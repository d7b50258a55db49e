//! # QTC Wallet
//!
//! High-level API for assembling and exporting QTC post-quantum wallets.
//!
//! This crate provides:
//!
//! - **Assembly**: KEM bootstrap, method-driven master derivation and
//!   per-address key generation, parallel across indices
//! - **Configuration**: address count and derivation chain
//! - **Export**: the base64 JSON transport record
//!
//! ## Quick Start
//!
//! ```rust,no_run
//! use qtc_core::WalletMethod;
//! use qtc_crypto::NativeProvider;
//! use qtc_wallet::{WalletAssembler, WalletExport};
//!
//! let assembler = WalletAssembler::new(NativeProvider::new());
//! let (seed, wallet) = assembler.generate(WalletMethod::HdMulti)?;
//!
//! // Same seed, same wallet
//! assert_eq!(assembler.assemble(WalletMethod::HdMulti, &seed)?, wallet);
//!
//! println!("{}", WalletExport::from(&wallet).to_json_pretty()?);
//! # Ok::<(), qtc_core::QtcError>(())
//! ```

#![forbid(unsafe_code)]
#![warn(missing_docs, rust_2018_idioms)]

pub mod assembler;
pub mod config;
pub mod export;

pub use assembler::WalletAssembler;
pub use config::AssemblerConfig;
pub use export::{AddressExport, WalletExport};
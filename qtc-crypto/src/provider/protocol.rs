//! Wire protocol between [`ProcessProvider`](super::ProcessProvider) and the
//! `qtc-provider` helper.
//!
//! ```text
//! $ qtc-provider <command> <seed_hex>
//! {"kyber_public_b64":"...","kyber_private_b64":"...","shared_b64":"..."}
//! ```
//!
//! One JSON object on stdout per call. Failures exit non-zero with a message
//! on stderr.

use std::fmt;
use std::str::FromStr;

use base64::engine::general_purpose::STANDARD as BASE64;
use base64::Engine;
use serde::{Deserialize, Serialize};

use qtc_core::error::{QtcError, Result};
use qtc_core::types::{KemKeyPair, KemSelfEncapsulation, SigKeyPair};

/// Helper exit code: usage error or unknown command.
pub const EXIT_USAGE: i32 = 1;
/// Helper exit code: seed argument is not valid hex or is empty.
pub const EXIT_BAD_SEED: i32 = 2;
/// Helper exit code: the provider itself failed. Covers keygen and
/// encapsulation alike; the client only distinguishes success from failure.
pub const EXIT_PROVIDER: i32 = 3;

/// Commands understood by the helper.
#[derive(Clone, Copy, Debug, PartialEq, Eq, Hash)]
pub enum ProviderCommand {
    /// KEM key pair from seed
    KemKeygen,
    /// KEM key pair plus self-encapsulated shared secret from seed
    KemSelfEncapsulate,
    /// Signature key pair from seed
    SigKeygen,
}

impl ProviderCommand {
    /// Every command.
    pub const ALL: [ProviderCommand; 3] = [
        ProviderCommand::KemKeygen,
        ProviderCommand::KemSelfEncapsulate,
        ProviderCommand::SigKeygen,
    ];

    /// Command-line name.
    pub fn as_str(self) -> &'static str {
        match self {
            ProviderCommand::KemKeygen => "gen_kyber_from_seed",
            ProviderCommand::KemSelfEncapsulate => "kem_self_from_seed",
            ProviderCommand::SigKeygen => "gen_dilithium_from_seed",
        }
    }
}

impl fmt::Display for ProviderCommand {
    fn fmt(&self, f: &mut fmt::Formatter<'_>) -> fmt::Result {
        f.write_str(self.as_str())
    }
}

impl FromStr for ProviderCommand {
    type Err = QtcError;

    fn from_str(s: &str) -> Result<Self> {
        ProviderCommand::ALL
            .into_iter()
            .find(|c| c.as_str() == s)
            .ok_or_else(|| QtcError::format(format!("unknown provider command '{s}'")))
    }
}

/// One helper response. Only the fields of the issued command are present.
#[derive(Clone, Debug, Default, PartialEq, Eq, Serialize, Deserialize)]
pub struct ProviderResponse {
    /// KEM public key
    #[serde(default, skip_serializing_if = "Option::is_none")]
    pub kyber_public_b64: Option<String>,
    /// KEM secret key
    #[serde(default, skip_serializing_if = "Option::is_none")]
    pub kyber_private_b64: Option<String>,
    /// Self-encapsulated shared secret
    #[serde(default, skip_serializing_if = "Option::is_none")]
    pub shared_b64: Option<String>,
    /// Signature public key
    #[serde(default, skip_serializing_if = "Option::is_none")]
    pub dilithium_public_b64: Option<String>,
    /// Signature secret key
    #[serde(default, skip_serializing_if = "Option::is_none")]
    pub dilithium_private_b64: Option<String>,
}

impl ProviderResponse {
    /// Response to [`ProviderCommand::KemKeygen`].
    pub fn kem(keypair: &KemKeyPair) -> Self {
        Self {
            kyber_public_b64: Some(BASE64.encode(keypair.public_key())),
            kyber_private_b64: Some(BASE64.encode(keypair.secret_key())),
            ..Self::default()
        }
    }

    /// Response to [`ProviderCommand::KemSelfEncapsulate`].
    pub fn kem_self(encapsulation: &KemSelfEncapsulation) -> Self {
        Self {
            shared_b64: Some(BASE64.encode(encapsulation.shared_secret.as_bytes())),
            ..Self::kem(&encapsulation.keypair)
        }
    }

    /// Response to [`ProviderCommand::SigKeygen`].
    pub fn sig(keypair: &SigKeyPair) -> Self {
        Self {
            dilithium_public_b64: Some(BASE64.encode(keypair.public_key())),
            dilithium_private_b64: Some(BASE64.encode(keypair.secret_key())),
            ..Self::default()
        }
    }

    /// Parses the last non-empty line of helper stdout.
    pub fn parse(stdout: &str) -> Result<Self> {
        let line = stdout
            .lines()
            .rev()
            .map(str::trim)
            .find(|l| !l.is_empty())
            .ok_or_else(|| QtcError::format("provider produced no output"))?;
        Ok(serde_json::from_str(line)?)
    }

    /// Decodes a required base64 field.
    pub fn decode_field(field: &Option<String>, name: &'static str) -> Result<Vec<u8>> {
        let text = field
            .as_deref()
            .ok_or_else(|| QtcError::format(format!("provider response is missing '{name}'")))?;
        Ok(BASE64.decode(text)?)
    }
}
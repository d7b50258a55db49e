//! Protocol constants for QTC wallets.
//!
//! Key sizes follow ML-KEM-1024 (NIST FIPS 203) and ML-DSA-65 (NIST FIPS 204).
//! Domain tags are part of the derivation contract: changing any byte here
//! yields different, non-recoverable wallets.

// ═══════════════════════════════════════════════════════════════════════════════
// ML-KEM-1024 SIZES (NIST FIPS 203)
// ═══════════════════════════════════════════════════════════════════════════════

/// Size of ML-KEM-1024 public key (encapsulation key) in bytes.
pub const KEM_PUBLIC_KEY_SIZE: usize = 1568;

/// Size of ML-KEM-1024 secret key (decapsulation key) in bytes.
pub const KEM_SECRET_KEY_SIZE: usize = 3168;

/// Size of ML-KEM-1024 ciphertext in bytes.
pub const KEM_CIPHERTEXT_SIZE: usize = 1568;

/// Size of the shared secret produced by ML-KEM encapsulation.
pub const KEM_SHARED_SECRET_SIZE: usize = 32;

// ═══════════════════════════════════════════════════════════════════════════════
// ML-DSA-65 SIZES (NIST FIPS 204)
// ═══════════════════════════════════════════════════════════════════════════════

/// Size of ML-DSA-65 public (verifying) key in bytes.
pub const SIG_PUBLIC_KEY_SIZE: usize = 1952;

/// Size of ML-DSA-65 secret (signing) key in bytes.
pub const SIG_SECRET_KEY_SIZE: usize = 4032;

/// Size of the seed handed to deterministic signature keygen.
pub const SIG_SEED_SIZE: usize = 32;

// ═══════════════════════════════════════════════════════════════════════════════
// DERIVATION SIZES
// ═══════════════════════════════════════════════════════════════════════════════

/// Default size of a freshly generated wallet seed.
/// Matches the 48-byte seed width of the NIST KAT DRBG used by the reference helper.
pub const DEFAULT_SEED_SIZE: usize = 48;

/// Size of master entropy for every wallet method.
pub const MASTER_ENTROPY_SIZE: usize = 64;

/// Size of child entropy (SHA3-512 output).
pub const CHILD_ENTROPY_SIZE: usize = 64;

/// SHA3-256 digest size.
pub const SHA3_256_SIZE: usize = 32;

/// SHA3-512 digest size.
pub const SHA3_512_SIZE: usize = 64;

// ═══════════════════════════════════════════════════════════════════════════════
// ADDRESS CONSTANTS
// ═══════════════════════════════════════════════════════════════════════════════

/// Human-readable part of every QTC address.
pub const ADDRESS_HRP: &str = "qtc";

/// Size of a witness program (low 20 bytes of a SHA3-256 digest).
pub const WITNESS_PROGRAM_SIZE: usize = 20;

/// Highest witness version representable in a single 5-bit group.
pub const MAX_WITNESS_VERSION: u8 = 31;

// ═══════════════════════════════════════════════════════════════════════════════
// DOMAIN SEPARATORS
// ═══════════════════════════════════════════════════════════════════════════════
// Every expansion call site absorbs exactly one of these tags.

/// Tag for the provisional signature seed (absorbed before the KEM shared secret).
pub const DOMAIN_PROVISIONAL_SIG_SEED: &[u8] = b"QTC/provisional-signature-seed/v1";

/// Tag absorbed between the shared secret and the provisional public key
/// in the Single PQ-HD master formula.
pub const DOMAIN_PQ_HD_MASTER: &[u8] = b"QTC/pq-hd-master/v1";

/// Prefix absorbed by the native provider before its operation tag.
pub const PROVIDER_DOMAIN_PREFIX: &[u8] = b"qtc_provider";

/// Provider operation tag for KEM key generation.
pub const PROVIDER_OP_KEM_KEYGEN: &[u8] = b"kyber_keygen";

/// Provider operation tag for KEM self-encapsulation.
pub const PROVIDER_OP_KEM_SELF: &[u8] = b"kyber_kem_self";

/// Provider operation tag for signature key generation.
pub const PROVIDER_OP_SIG_KEYGEN: &[u8] = b"dilithium_keygen";

// ═══════════════════════════════════════════════════════════════════════════════
// HD PATH DEFAULTS
// ═══════════════════════════════════════════════════════════════════════════════

/// Default purpose level (`m/44'/...`).
pub const DEFAULT_PURPOSE: u32 = 44;

/// Default account level.
pub const DEFAULT_ACCOUNT: u32 = 0;

/// Default change level (external chain).
pub const DEFAULT_CHANGE: u32 = 0;

/// Default number of addresses for the HD multi-address method.
pub const DEFAULT_HD_ADDRESS_COUNT: u32 = 5;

——

* How to complete this task:
Among the entries above, the lines between the ones containing "pub const PROVIDER_OP_SIG_KEYGEN: &[u8]" and "pub const DEFAULT_CHANGE: u32 = 0;", inclusive, are to be transcribed exactly. No other line is to be given.

* Expected answer:
pub const PROVIDER_OP_SIG_KEYGEN: &[u8] = b"dilithium_keygen";

// ═══════════════════════════════════════════════════════════════════════════════
// HD PATH DEFAULTS
// ═══════════════════════════════════════════════════════════════════════════════

/// Default purpose level (`m/44'/...`).
pub const DEFAULT_PURPOSE: u32 = 44;

/// Default account level.
pub const DEFAULT_ACCOUNT: u32 = 0;

/// Default change level (external chain).
pub const DEFAULT_CHANGE: u32 = 0;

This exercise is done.